De facto, sabe-se hoje que o comportamento dos genes pode ser alterado pela história individual de cada um, mesmo quando o património genético de base é idêntico. Esses efeitos epigenéticos, ou seja, as “marcas epigenéticas” assim deixadas no ADN pelo mundo exterior, podem-se ser de vários tipos: alterações químicas nas proteínas que “embrulham” o ADN, adição de certos grupos químicos (metil) que, uma vez ligados ao ADN, mudam a estrutura dessa grande molécula, ou ainda adjunção de outras moléculas, chamadas pequenos ARN (o ARN é uma molécula semelhante ao ADN).

As marcas epigenéticas são a seguir capazes de controlar a forma como os genes se expressam – e em animais como insectos e roedores, existe já uma massa de resultados experimentais que indicam que estas alterações podem depois afectar a saúde da descendência, explica em comunicado a revista científica. Mas no ser humano, pouco ou nada se sabe – para além do facto que os filhos de pais obesos são mais propensos à obesidade.

O que desencadeou o interesse de Barrès na transmissão entre gerações de informação epigenética relativa ao estilo de vida foi um estudo, publicado em 2005, que mostrava que a falta de comida que afectara os habitantes de uma pequena aldeia sueca durante um período de fome estava correlacionada com o risco de os netos daquelas pessoas desenvolverem diabetes ou doenças cardiovasculares.
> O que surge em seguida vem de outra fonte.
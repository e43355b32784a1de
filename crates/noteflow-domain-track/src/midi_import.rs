use crate::model::{
    Instrument, InstrumentFamily, MidiFile, MidiHeader, MidiNote, MidiTrack, TempoPoint, Tick,
    TimeSignature,
};
use crate::tempo::TempoMap;
use midly::{Fps, MetaMessage, MidiMessage, Smf, Timing, TrackEventKind};
use std::collections::{BTreeMap, HashMap, VecDeque};
use std::path::Path;

#[derive(thiserror::Error, Debug)]
pub enum MidiImportError {
    #[error("io error: {0}")]
    Io(String),
    #[error("parse error: {0}")]
    Parse(String),
}

/// Notes collected for one channel of one SMF track.
#[derive(Default)]
struct ChannelNotes {
    program: Option<u8>,
    open: HashMap<u8, VecDeque<(Tick, u8)>>,
    notes: Vec<PendingNote>,
}

struct PendingNote {
    key: u8,
    velocity: u8,
    start: Tick,
    end: Tick,
}

impl ChannelNotes {
    fn open(&mut self, key: u8, velocity: u8, tick: Tick) {
        self.open.entry(key).or_default().push_back((tick, velocity));
    }

    // FIFO: the oldest sounding note of this key ends first.
    fn close(&mut self, key: u8, tick: Tick) {
        let Some((start, velocity)) = self.open.get_mut(&key).and_then(|q| q.pop_front()) else {
            return;
        };
        self.notes.push(PendingNote {
            key,
            velocity,
            start,
            end: tick,
        });
    }
}

pub fn import_midi_path(path: &Path) -> Result<MidiFile, MidiImportError> {
    let data = std::fs::read(path).map_err(|e| MidiImportError::Io(e.to_string()))?;
    import_midi_bytes(&data)
}

pub fn import_midi_bytes(data: &[u8]) -> Result<MidiFile, MidiImportError> {
    let smf = Smf::parse(data).map_err(|e| MidiImportError::Parse(e.to_string()))?;
    let (ppq, tempo_override) = match smf.header.timing {
        Timing::Metrical(ticks) => (ticks.as_int().max(1), None),
        Timing::Timecode(fps, ticks_per_frame) => {
            let (ppq, us_per_quarter) = timecode_ppq_and_tempo(fps, ticks_per_frame);
            (ppq, Some(us_per_quarter))
        }
    };

    let mut tempo_points: BTreeMap<Tick, u32> = BTreeMap::new();
    let mut time_signatures: BTreeMap<Tick, TimeSignature> = BTreeMap::new();
    let mut collected: Vec<(String, u8, ChannelNotes)> = Vec::new();

    for track in &smf.tracks {
        let mut tick: Tick = 0;
        let mut name: Option<String> = None;
        let mut channels: BTreeMap<u8, ChannelNotes> = BTreeMap::new();

        for event in track {
            tick += event.delta.as_int() as Tick;
            match &event.kind {
                TrackEventKind::Midi { channel, message } => {
                    let state = channels.entry(channel.as_int()).or_default();
                    match message {
                        MidiMessage::NoteOn { key, vel } if vel.as_int() > 0 => {
                            state.open(key.as_int(), vel.as_int(), tick);
                        }
                        MidiMessage::NoteOn { key, .. } | MidiMessage::NoteOff { key, .. } => {
                            state.close(key.as_int(), tick);
                        }
                        MidiMessage::ProgramChange { program } => {
                            if state.program.is_none() {
                                state.program = Some(program.as_int());
                            }
                        }
                        _ => {}
                    }
                }
                TrackEventKind::Meta(MetaMessage::Tempo(us_per_quarter)) => {
                    tempo_points.insert(tick, us_per_quarter.as_int());
                }
                TrackEventKind::Meta(MetaMessage::TimeSignature(numerator, denom_pow, _, _)) => {
                    time_signatures.insert(
                        tick,
                        TimeSignature {
                            tick,
                            numerator: *numerator,
                            denominator: 1u32.checked_shl(*denom_pow as u32).unwrap_or(0),
                        },
                    );
                }
                TrackEventKind::Meta(MetaMessage::TrackName(raw)) => {
                    if name.is_none() {
                        name = Some(String::from_utf8_lossy(raw).trim().to_string());
                    }
                }
                _ => {}
            }
        }

        for (channel, notes) in channels {
            if !notes.notes.is_empty() {
                collected.push((name.clone().unwrap_or_default(), channel, notes));
            }
        }
    }

    let tempo_map = match tempo_override {
        Some(us_per_quarter) => TempoMap::constant(ppq, us_per_quarter),
        None => TempoMap::new(
            ppq,
            tempo_points
                .into_iter()
                .map(|(tick, us_per_quarter)| TempoPoint {
                    tick,
                    us_per_quarter,
                })
                .collect(),
        ),
    };

    let tracks: Vec<MidiTrack> = collected
        .into_iter()
        .map(|(name, channel, notes)| build_track(&tempo_map, name, channel, notes))
        .collect();

    let duration = tracks
        .iter()
        .flat_map(|track| track.notes.iter())
        .map(|note| note.time + note.duration)
        .fold(0.0_f64, f64::max);

    Ok(MidiFile {
        duration,
        header: MidiHeader {
            ppq,
            tempo_map,
            time_signatures: time_signatures.into_values().collect(),
        },
        tracks,
    })
}

fn build_track(tempo_map: &TempoMap, name: String, channel: u8, state: ChannelNotes) -> MidiTrack {
    let program = state.program.unwrap_or(0);
    let mut pending = state.notes;
    pending.sort_by(|a, b| a.start.cmp(&b.start).then(a.key.cmp(&b.key)));

    let notes = pending
        .into_iter()
        .map(|note| {
            let time = tempo_map.ticks_to_seconds(note.start as f64);
            let end = tempo_map.ticks_to_seconds(note.end as f64);
            MidiNote {
                midi: note.key,
                velocity: note.velocity as f32 / 127.0,
                ticks: note.start,
                duration_ticks: note.end - note.start,
                time,
                duration: end - time,
            }
        })
        .collect();

    MidiTrack {
        name,
        channel,
        instrument: Instrument {
            program,
            family: InstrumentFamily::from_program(program, channel),
        },
        notes,
    }
}

fn timecode_ppq_and_tempo(fps: Fps, ticks_per_frame: u8) -> (u16, u32) {
    let ticks_per_frame = ticks_per_frame.max(1) as u16;
    match fps {
        Fps::Fps24 => (24 * ticks_per_frame, 1_000_000),
        Fps::Fps25 => (25 * ticks_per_frame, 1_000_000),
        Fps::Fps30 => (30 * ticks_per_frame, 1_000_000),
        Fps::Fps29 => (30 * ticks_per_frame, 1_001_000),
    }
}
A conclusão daquele estudo era que o stress nutricional sofrido pelos avós fora transmitido às gerações futuras precisamente através das tais “marcas epigenéticas”.

No estudo agora publicado, a equipa de Barrès comparou o perfil epigenético – ou seja, o catálogo deste tipo de alterações – no ADN dos espermatozóides de 13 homens magros e de dez homens obesos (o facto de terem feito o estudo no homem e não na mulher deve-se à muito maior facilidade de recolher esperma do que ovócitos, salienta o comunicado).

Os cientistas descobriram então que existiam diferenças notáveis entre magros e obesos, em particular ao nível de regiões do genoma associadas ao controlo do apetite.

A seguir, os cientistas estudaram seis homens que tinham sido submetidos a uma cirurgia para perder peso, determinando o perfil epigenético dos seus espermatozóides imediatamente antes da operação, imediatamente depois e um ano mais tarde. E encontraram em média 5000 alterações estruturais – adição de grupos metil e de pequenos ARN – no ADN dessas células reprodutoras.

Os autores ainda não sabem ao certo o que essas alterações significam nem o efeito que poderão ter nos filhos, mas acreditam que mostram que os espermatozóides transportam de facto informação acerca da saúde dos homens. “Os nossos resultados”, escrevem, sugerem que o epigenoma dos espermatozóides humanos se altera dinamicamente sob as pressões ambientais e dão pistas para a forma como a obesidade poderá propagar as disfunções metabólicas para a geração seguinte.”

Para confirmar essa ligação, explica ainda o comunicado, a equipa está agora a colaborar com uma clínica de fertilidade no estudo das diferenças epigenéticas em embriões humanos descartados (na Dinamarca, a lei estabelece que estes embriões congelados derivados de fertilização in vitro podem ser utilizados para fins de investigação ao fim de cinco anos de conservação). Também tencionam recolher sangue do cordão umbilical dos filhos desses mesmos homens para realizar comparações adicionais.

“O nosso trabalho poderá levar a mudanças de comportamento de cada futuro pai, em particular antes de conceber um filho”, diz Barrès. “É bem sabido que quando uma mulher está grávida, deve cuidar da sua saúde – não beber álcool, evitar os poluentes e por aí fora. Mas se as implicações do nosso estudo se confirmarem, isso significa que as mesmas recomendações também valerão para os homens.”